Students move Rowan’s Get FIT program online

Rowan's Get FIT participants show off their snacks during an online session. (Below) Jenna Bottiglieri, an Exercise Science major, coordinated the program this semester.

When the pandemic interrupted many in-person activities this year, Rowan University students found a way to bring back a beloved program serving people with intellectual and developmental disabilities—this time, virtually.  

With her internship plans canceled, Jenna Bottiglieri, an Exercise Science major in the School of Health Professions, worked hard instead to coordinate an online version of the school’s Get FIT (Fitness, Integration and Training) @ Rowan program for the fall semester. Jenna Bottiglieri poses outside for a portrait while wearing a Rowan University sweatshirt.

The program is a collaborative effort between Rowan and the nonprofit Family Resource Network. Volunteer Rowan students and employees train to be personal fitness coaches for participants with disabilities. The goal is to promote physical, social and emotional well-being. 

Participants and their families exercise within a comfortable and trusted atmosphere, socialize with new people, and become part of a community. Perhaps most importantly, they build friendships with their trainers and other participants—something they may not otherwise have the opportunity to do.

The program started more than a decade ago with in-person sessions on campus. Due to COVID-19 restrictions, the program went all virtual this fall without a cost to participants. Twenty-four participants sign in to Zoom for weekly workouts and sessions designed to build strength and improve overall health.

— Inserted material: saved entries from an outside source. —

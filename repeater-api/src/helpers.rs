/// `None` for empty strings, an owned copy otherwise.
pub fn non_empty(s: &str) -> Option<String> {
    if s.is_empty() {
        None
    } else {
        Some(s.to_owned())
    }
}

/// Parses a talkgroup id, rejecting anything that isn't a positive integer.
/// Trailing junk drops the token instead of keeping its leading digits.
pub fn positive_talkgroup(s: &str) -> Option<i32> {
    s.trim().parse::<i32>().ok().filter(|tg| *tg > 0)
}
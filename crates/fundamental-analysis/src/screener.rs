use analysis_core::{AnalysisError, FinancialStatement, MarketDataProvider, StatementPeriod};
use serde::{Deserialize, Serialize};
use std::sync::Arc;

use crate::beneish::{beneish, BeneishScore};
use crate::model::{FeatureImpact, TreeEnsemble};
use crate::piotroski::{piotroski, PiotroskiScore};
use crate::ratios::{self, FraudFeatures};

#[derive(Debug, Clone, Copy, PartialEq, Eq, Serialize, Deserialize)]
pub enum FraudMethod {
    #[serde(rename = "Custom Trained Model")]
    Model,
    #[serde(rename = "Beneish M-Score")]
    Beneish,
    #[serde(rename = "Piotroski F-Score")]
    Piotroski,
}

#[derive(Debug, Clone, Serialize)]
pub struct FraudReport {
    pub ticker: String,
    pub method: FraudMethod,
    pub probability: Option<f64>,
    pub base_value: Option<f64>,
    pub impacts: Option<Vec<FeatureImpact>>,
    pub features: FraudFeatures,
    pub beneish: Option<BeneishScore>,
    pub piotroski: Option<PiotroskiScore>,
}

impl FraudReport {
    pub fn flagged(&self) -> bool {
        match self.method {
            FraudMethod::Model => self.probability.map(|p| p > 0.5).unwrap_or(false),
            FraudMethod::Beneish => self.beneish.map(|b| b.flagged).unwrap_or(false),
            FraudMethod::Piotroski => self.piotroski.as_ref().map(|p| p.flagged).unwrap_or(false),
        }
    }
}

/// Runs one of the fraud screens on a ticker's last two fiscal years
#[derive(Clone)]
pub struct FraudScreener {
    provider: Arc<dyn MarketDataProvider>,
    model: Option<Arc<TreeEnsemble>>,
}

impl FraudScreener {
    pub fn new(provider: Arc<dyn MarketDataProvider>, model: Option<Arc<TreeEnsemble>>) -> Self {
        Self { provider, model }
    }

    pub fn has_model(&self) -> bool {
        self.model.is_some()
    }

    pub async fn annual_statements(&self, ticker: &str) -> Result<Vec<FinancialStatement>, AnalysisError> {
        self.provider.statements(ticker, StatementPeriod::Annual, 2).await
    }

    pub async fn screen(&self, ticker: &str, method: FraudMethod) -> Result<FraudReport, AnalysisError> {
        let statements = self.annual_statements(ticker).await?;
        self.screen_statements(ticker, method, &statements)
    }

    /// Screen already-fetched statements.
    pub fn screen_statements(
        &self,
        ticker: &str,
        method: FraudMethod,
        statements: &[FinancialStatement],
    ) -> Result<FraudReport, AnalysisError> {
        let features = ratios::compute(statements).ok_or_else(|| {
            AnalysisError::InsufficientData(
                "Could not retrieve two full fiscal years for this ticker.".to_string(),
            )
        })?;

        let mut report = FraudReport {
            ticker: ticker.to_string(),
            method,
            probability: None,
            base_value: None,
            impacts: None,
            features,
            beneish: None,
            piotroski: None,
        };

        match method {
            FraudMethod::Model => {
                let model = self.model.as_ref().ok_or_else(|| {
                    AnalysisError::Unsupported("No fraud model is loaded".to_string())
                })?;
                let explanation = model
                    .explain(&report.features)
                    .map_err(|e| AnalysisError::CalculationError(e.to_string()))?;
                report.probability = Some(explanation.probability);
                report.base_value = Some(explanation.base_value);
                report.impacts = Some(explanation.impacts);
            }
            FraudMethod::Beneish => report.beneish = Some(beneish(&report.features)),
            FraudMethod::Piotroski => report.piotroski = Some(piotroski(&report.features)),
        }

        tracing::info!(ticker, ?method, flagged = report.flagged(), "fraud screen");
        Ok(report)
    }
}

“Running the program virtually through Zoom has its challenges. However, the experience is still wonderful,” Bottiglieri said. “I find comfort in knowing our participants are safe and healthy at home, and still able to see trainers and others. This platform has given us an opportunity to continue our program.”

Bottiglieri found the hardest part of the virtual format is the lack of in-person interaction. 

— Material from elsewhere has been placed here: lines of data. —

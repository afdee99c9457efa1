//! Gradient-boosted oblivious trees loaded from CatBoost's JSON export.
//!
//! Each tree applies the same split at every node of a level, so a sample's
//! leaf is a bit pattern: bit `i` is set when the sample's value exceeds the
//! border of split `i`.

use serde::{Deserialize, Serialize};
use std::collections::HashMap;
use std::path::Path;
use thiserror::Error;

use crate::ratios::{FraudFeatures, FEATURE_NAMES};

#[derive(Error, Debug)]
pub enum ModelError {
    #[error("Failed to read model file: {0}")]
    Io(#[from] std::io::Error),

    #[error("Failed to parse model JSON: {0}")]
    Parse(#[from] serde_json::Error),

    #[error("Invalid model: {0}")]
    Invalid(String),

    #[error("Expected {expected} feature values, got {got}")]
    FeatureCount { expected: usize, got: usize },
}

#[derive(Deserialize)]
struct RawModel {
    features_info: RawFeaturesInfo,
    oblivious_trees: Vec<RawTree>,
    #[serde(default)]
    scale_and_bias: Option<(f64, RawBias)>,
}

#[derive(Deserialize)]
struct RawFeaturesInfo {
    #[serde(default)]
    float_features: Vec<RawFloatFeature>,
}

#[derive(Deserialize)]
struct RawFloatFeature {
    #[serde(default)]
    feature_id: Option<String>,
}

#[derive(Deserialize)]
struct RawTree {
    leaf_values: Vec<f64>,
    #[serde(default)]
    leaf_weights: Vec<f64>,
    splits: Vec<RawSplit>,
}

#[derive(Deserialize)]
struct RawSplit {
    float_feature_index: usize,
    border: f64,
}

#[derive(Deserialize)]
#[serde(untagged)]
enum RawBias {
    Scalar(f64),
    Vector(Vec<f64>),
}

#[derive(Debug, Clone)]
struct Split {
    /// Column in [`FEATURE_NAMES`] order
    feature: usize,
    border: f64,
}

#[derive(Debug, Clone)]
struct ObliviousTree {
    splits: Vec<Split>,
    leaf_values: Vec<f64>,
    leaf_weights: Vec<f64>,
}

impl ObliviousTree {
    fn leaf_index(&self, x: &[f64]) -> usize {
        self.splits
            .iter()
            .enumerate()
            .fold(0, |idx, (i, s)| if x[s.feature] > s.border { idx | (1 << i) } else { idx })
    }

    /// Leaf-weighted mean of leaves reachable when only the splits in `known`
    /// are resolved against `x`.
    fn conditional_expectation(&self, goes_right: &[bool], known: &[bool]) -> f64 {
        let mut weighted = 0.0;
        let mut total = 0.0;
        let mut plain = 0.0;
        let mut count = 0usize;

        for (leaf, (&value, &weight)) in self.leaf_values.iter().zip(&self.leaf_weights).enumerate() {
            let consistent = goes_right
                .iter()
                .zip(known)
                .enumerate()
                .all(|(i, (&right, &k))| !k || ((leaf >> i) & 1 == 1) == right);
            if consistent {
                weighted += value * weight;
                total += weight;
                plain += value;
                count += 1;
            }
        }

        if total > 0.0 {
            weighted / total
        } else if count > 0 {
            plain / count as f64
        } else {
            0.0
        }
    }

    /// Exact Shapley values of this tree over its distinct features, added
    /// into `phi`. Returns the tree's unconditional expectation.
    fn shap_into(&self, x: &[f64], phi: &mut [f64]) -> f64 {
        let mut features: Vec<usize> = self.splits.iter().map(|s| s.feature).collect();
        features.sort_unstable();
        features.dedup();
        let d = features.len();

        let goes_right: Vec<bool> = self.splits.iter().map(|s| x[s.feature] > s.border).collect();
        let position: Vec<usize> = self
            .splits
            .iter()
            .map(|s| features.iter().position(|f| *f == s.feature).unwrap_or(0))
            .collect();

        let values: Vec<f64> = (0..1usize << d)
            .map(|mask| {
                let known: Vec<bool> = position.iter().map(|p| (mask >> p) & 1 == 1).collect();
                self.conditional_expectation(&goes_right, &known)
            })
            .collect();

        let factorial: Vec<f64> = (0..=d)
            .scan(1.0, |acc, k| {
                if k > 0 {
                    *acc *= k as f64;
                }
                Some(*acc)
            })
            .collect();

        for (i, feature) in features.iter().enumerate() {
            let bit = 1usize << i;
            let mut contribution = 0.0;
            for mask in (0..1usize << d).filter(|m| m & bit == 0) {
                let s = mask.count_ones() as usize;
                let weight = factorial[s] * factorial[d - s - 1] / factorial[d];
                contribution += weight * (values[mask | bit] - values[mask]);
            }
            phi[*feature] += contribution;
        }

        values[0]
    }
}

/// Contribution of one feature to a prediction, in log-odds
#[derive(Debug, Clone, Serialize)]
pub struct FeatureImpact {
    pub feature: String,
    pub value: f64,
    pub shap: f64,
}

#[derive(Debug, Clone, Serialize)]
pub struct Explanation {
    pub probability: f64,
    pub raw_score: f64,
    pub base_value: f64,
    pub impacts: Vec<FeatureImpact>,
}

impl Explanation {
    /// Impacts sorted by absolute SHAP value, largest first.
    pub fn top(&self, n: usize) -> &[FeatureImpact] {
        &self.impacts[..n.min(self.impacts.len())]
    }
}

#[derive(Debug, Clone)]
pub struct TreeEnsemble {
    trees: Vec<ObliviousTree>,
    scale: f64,
    bias: f64,
}

fn sigmoid(x: f64) -> f64 {
    1.0 / (1.0 + (-x).exp())
}

impl TreeEnsemble {
    pub fn load(path: impl AsRef<Path>) -> Result<Self, ModelError> {
        let text = std::fs::read_to_string(path)?;
        Self::from_json_str(&text)
    }

    /// Parse a CatBoost JSON model. Float features are matched to the fraud
    /// feature set by `feature_id`, or by position when ids are absent.
    pub fn from_json_str(json: &str) -> Result<Self, ModelError> {
        let raw: RawModel = serde_json::from_str(json)?;

        let by_name: HashMap<&str, usize> =
            FEATURE_NAMES.iter().enumerate().map(|(i, n)| (*n, i)).collect();
        let columns: Vec<usize> = raw
            .features_info
            .float_features
            .iter()
            .enumerate()
            .map(|(i, f)| match f.feature_id.as_deref() {
                Some(id) => by_name
                    .get(id)
                    .copied()
                    .ok_or_else(|| ModelError::Invalid(format!("unknown feature '{}'", id))),
                None if i < FEATURE_NAMES.len() => Ok(i),
                None => Err(ModelError::Invalid(format!("float feature {} has no column", i))),
            })
            .collect::<Result<_, _>>()?;

        let trees = raw
            .oblivious_trees
            .into_iter()
            .enumerate()
            .map(|(t, tree)| {
                let depth = tree.splits.len();
                if tree.leaf_values.len() != 1 << depth {
                    return Err(ModelError::Invalid(format!(
                        "tree {} has {} leaves for depth {}",
                        t,
                        tree.leaf_values.len(),
                        depth
                    )));
                }
                let splits = tree
                    .splits
                    .iter()
                    .map(|s| {
                        columns
                            .get(s.float_feature_index)
                            .map(|&feature| Split {
                                feature,
                                border: s.border,
                            })
                            .ok_or_else(|| {
                                ModelError::Invalid(format!(
                                    "tree {} splits on missing float feature {}",
                                    t, s.float_feature_index
                                ))
                            })
                    })
                    .collect::<Result<Vec<_>, _>>()?;
                let leaf_weights = if tree.leaf_weights.len() == tree.leaf_values.len() {
                    tree.leaf_weights
                } else {
                    vec![1.0; tree.leaf_values.len()]
                };
                Ok(ObliviousTree {
                    splits,
                    leaf_values: tree.leaf_values,
                    leaf_weights,
                })
            })
            .collect::<Result<Vec<_>, ModelError>>()?;

        let (scale, bias) = match raw.scale_and_bias {
            Some((scale, RawBias::Scalar(b))) => (scale, b),
            Some((scale, RawBias::Vector(b))) => (scale, b.first().copied().unwrap_or(0.0)),
            None => (1.0, 0.0),
        };

        tracing::info!(trees = trees.len(), "loaded fraud model");
        Ok(Self { trees, scale, bias })
    }

    pub fn tree_count(&self) -> usize {
        self.trees.len()
    }

    fn check(&self, x: &[f64]) -> Result<(), ModelError> {
        if x.len() != FEATURE_NAMES.len() {
            return Err(ModelError::FeatureCount {
                expected: FEATURE_NAMES.len(),
                got: x.len(),
            });
        }
        Ok(())
    }

    /// Log-odds: `scale * sum(leaf values) + bias`.
    pub fn raw_score(&self, x: &[f64]) -> Result<f64, ModelError> {
        self.check(x)?;
        let sum: f64 = self
            .trees
            .iter()
            .map(|t| t.leaf_values[t.leaf_index(x)])
            .sum();
        Ok(self.scale * sum + self.bias)
    }

    /// Probability of the positive (fraud) class.
    pub fn predict_proba(&self, x: &[f64]) -> Result<f64, ModelError> {
        self.raw_score(x).map(sigmoid)
    }

    /// Per-feature SHAP values and the base value; `base + sum(phi)` equals
    /// the raw score.
    pub fn shap_values(&self, x: &[f64]) -> Result<(f64, Vec<f64>), ModelError> {
        self.check(x)?;
        let mut phi = vec![0.0; x.len()];
        let mut base = 0.0;
        for tree in &self.trees {
            let mut tree_phi = vec![0.0; x.len()];
            base += tree.shap_into(x, &mut tree_phi);
            for (p, t) in phi.iter_mut().zip(tree_phi) {
                *p += self.scale * t;
            }
        }
        Ok((self.scale * base + self.bias, phi))
    }

    pub fn explain(&self, features: &FraudFeatures) -> Result<Explanation, ModelError> {
        let x = features.to_vec();
        let raw_score = self.raw_score(&x)?;
        let (base_value, phi) = self.shap_values(&x)?;

        let mut impacts: Vec<FeatureImpact> = FEATURE_NAMES
            .iter()
            .zip(x.iter().zip(phi))
            .map(|(name, (value, shap))| FeatureImpact {
                feature: name.to_string(),
                value: *value,
                shap,
            })
            .collect();
        impacts.sort_by(|a, b| {
            b.shap
                .abs()
                .partial_cmp(&a.shap.abs())
                .unwrap_or(std::cmp::Ordering::Equal)
        });

        Ok(Explanation {
            probability: sigmoid(raw_score),
            raw_score,
            base_value,
            impacts,
        })
    }
}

“I am often told how our participants miss seeing their trainers and other clients in person,” Bottiglieri said. “It is challenging to have the same energy and motivation as we do in-person, but we are absolutely making the most out of this experience.”

“Virtual Get FIT has been an awesome substitute method to in-person Get FIT. Along with training, we get to interact socially with our clients,” said Sal Murphy, a volunteer trainer and Health & Exercise Science major. “Fitness training is only one important part of this program. Social interaction is crucial to improving our clients’ overall health." 

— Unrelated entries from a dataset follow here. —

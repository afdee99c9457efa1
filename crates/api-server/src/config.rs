use anyhow::{bail, Context, Result};
use std::path::PathBuf;
use std::time::Duration;

/// Server settings read from the environment (and `.env` when present)
#[derive(Debug, Clone)]
pub struct Config {
    pub polygon_api_key: String,
    pub bind_addr: String,
    pub fraud_model_path: Option<PathBuf>,
    pub filings_dir: PathBuf,
    pub openai_api_key: Option<String>,
    pub openai_model: String,
    pub benchmark_ticker: String,
    pub ticker_list_limit: usize,
    pub cache_ttl: Duration,
}

impl Config {
    pub fn from_env() -> Result<Self> {
        dotenvy::dotenv().ok();
        Self::from_lookup(|key| std::env::var(key).ok())
    }

    /// Build from any key lookup; blank values count as unset.
    pub fn from_lookup(lookup: impl Fn(&str) -> Option<String>) -> Result<Self> {
        let get = |key: &str| lookup(key).map(|v| v.trim().to_string()).filter(|v| !v.is_empty());

        let Some(polygon_api_key) = get("POLYGON_API_KEY") else {
            bail!("POLYGON_API_KEY must be set");
        };

        let ticker_list_limit = match get("TICKER_LIST_LIMIT") {
            Some(v) => v
                .parse()
                .with_context(|| format!("TICKER_LIST_LIMIT is not a number: {}", v))?,
            None => 10_000,
        };
        let cache_ttl_minutes: u64 = match get("CACHE_TTL_MINUTES") {
            Some(v) => v
                .parse()
                .with_context(|| format!("CACHE_TTL_MINUTES is not a number: {}", v))?,
            None => 60,
        };

        Ok(Self {
            polygon_api_key,
            bind_addr: get("BIND_ADDR").unwrap_or_else(|| "0.0.0.0:3000".to_string()),
            fraud_model_path: get("FRAUD_MODEL_PATH").map(PathBuf::from),
            filings_dir: PathBuf::from(
                get("FILINGS_DIR").unwrap_or_else(|| "sec-edgar-filings".to_string()),
            ),
            openai_api_key: get("OPENAI_API_KEY"),
            openai_model: get("OPENAI_MODEL")
                .unwrap_or_else(|| filings::DEFAULT_OPENAI_MODEL.to_string()),
            benchmark_ticker: get("BENCHMARK_TICKER")
                .map(|t| t.to_uppercase())
                .unwrap_or_else(|| "SPY".to_string()),
            ticker_list_limit,
            cache_ttl: Duration::from_secs(cache_ttl_minutes * 60),
        })
    }
}

#[cfg(test)]
mod tests {
    use super::*;
    use std::collections::HashMap;

    fn lookup(pairs: &[(&str, &str)]) -> impl Fn(&str) -> Option<String> {
        let map: HashMap<String, String> = pairs
            .iter()
            .map(|(k, v)| (k.to_string(), v.to_string()))
            .collect();
        move |key: &str| map.get(key).cloned()
    }

    #[test]
    fn test_defaults() {
        let config = Config::from_lookup(lookup(&[("POLYGON_API_KEY", "pk")])).unwrap();
        assert_eq!(config.polygon_api_key, "pk");
        assert_eq!(config.bind_addr, "0.0.0.0:3000");
        assert_eq!(config.filings_dir, PathBuf::from("sec-edgar-filings"));
        assert_eq!(config.openai_model, "gpt-3.5-turbo");
        assert_eq!(config.benchmark_ticker, "SPY");
        assert!(config.fraud_model_path.is_none());
        assert!(config.openai_api_key.is_none());
        assert_eq!(config.cache_ttl, Duration::from_secs(3600));
    }

    #[test]
    fn test_overrides() {
        let config = Config::from_lookup(lookup(&[
            ("POLYGON_API_KEY", "pk"),
            ("BIND_ADDR", "127.0.0.1:8080"),
            ("FRAUD_MODEL_PATH", "models/fraud.json"),
            ("OPENAI_API_KEY", "  "),
            ("BENCHMARK_TICKER", "qqq"),
            ("TICKER_LIST_LIMIT", "500"),
        ]))
        .unwrap();
        assert_eq!(config.bind_addr, "127.0.0.1:8080");
        assert_eq!(config.fraud_model_path, Some(PathBuf::from("models/fraud.json")));
        assert!(config.openai_api_key.is_none());
        assert_eq!(config.benchmark_ticker, "QQQ");
        assert_eq!(config.ticker_list_limit, 500);
    }

    #[test]
    fn test_missing_key_and_bad_numbers() {
        assert!(Config::from_lookup(lookup(&[])).is_err());
        assert!(Config::from_lookup(lookup(&[
            ("POLYGON_API_KEY", "pk"),
            ("TICKER_LIST_LIMIT", "many"),
        ]))
        .is_err());
    }
}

On the upside, going virtual has spurred new ideas for creatively engaging participants. Dr. Leslie Spencer, a Department of Health & Exercise Science professor and the program director, said that “one of the surprise success stories has been the addition of our Snack and Chat sessions. We share the ingredients list of a healthy snack with them ahead of time, and they join in with our instructor to make and eat the snack. Clients loved it and asked for more.”

As volunteers, Rowan students receive specialized training, gain valuable experience working with clients with special needs, and see their efforts make a meaningful impact.

Julia Fleming, a Biomedical Engineering senior, has been a volunteer trainer since September 2019. 

“I’m very proud of how our volunteers and administrators have organized to keep GetFIT going in spite of obstacles,” said Fleming. “Seeing a client’s joy during their session is one of the most rewarding aspects of being a special-needs fitness instructor.

Bottiglieri is coordinating the program for her senior internship. In high school, Bottiglieri was always interested in anatomy and learning about how the body functioned. 

“I knew I wanted to be in a field in which I was directly helping others,” Bottiglieri said. “I began taking an interest in my own personal health, and grew passionate about spreading health awareness.”

As coordinator, Bottiglieri and her predecessors instruct exercise classes, manage and train volunteers, develop and schedule programming, communicate with caregivers, and more. 

“It is truly a remarkable program that benefits everyone,” said Bottiglieri. She has witnessed firsthand how participants look forward to spending time with their trainers.

“Get FIT @ Rowan is, without a doubt, the best part of my day,” Bottiglieri said, “and it is the best part of the participants’ as well.”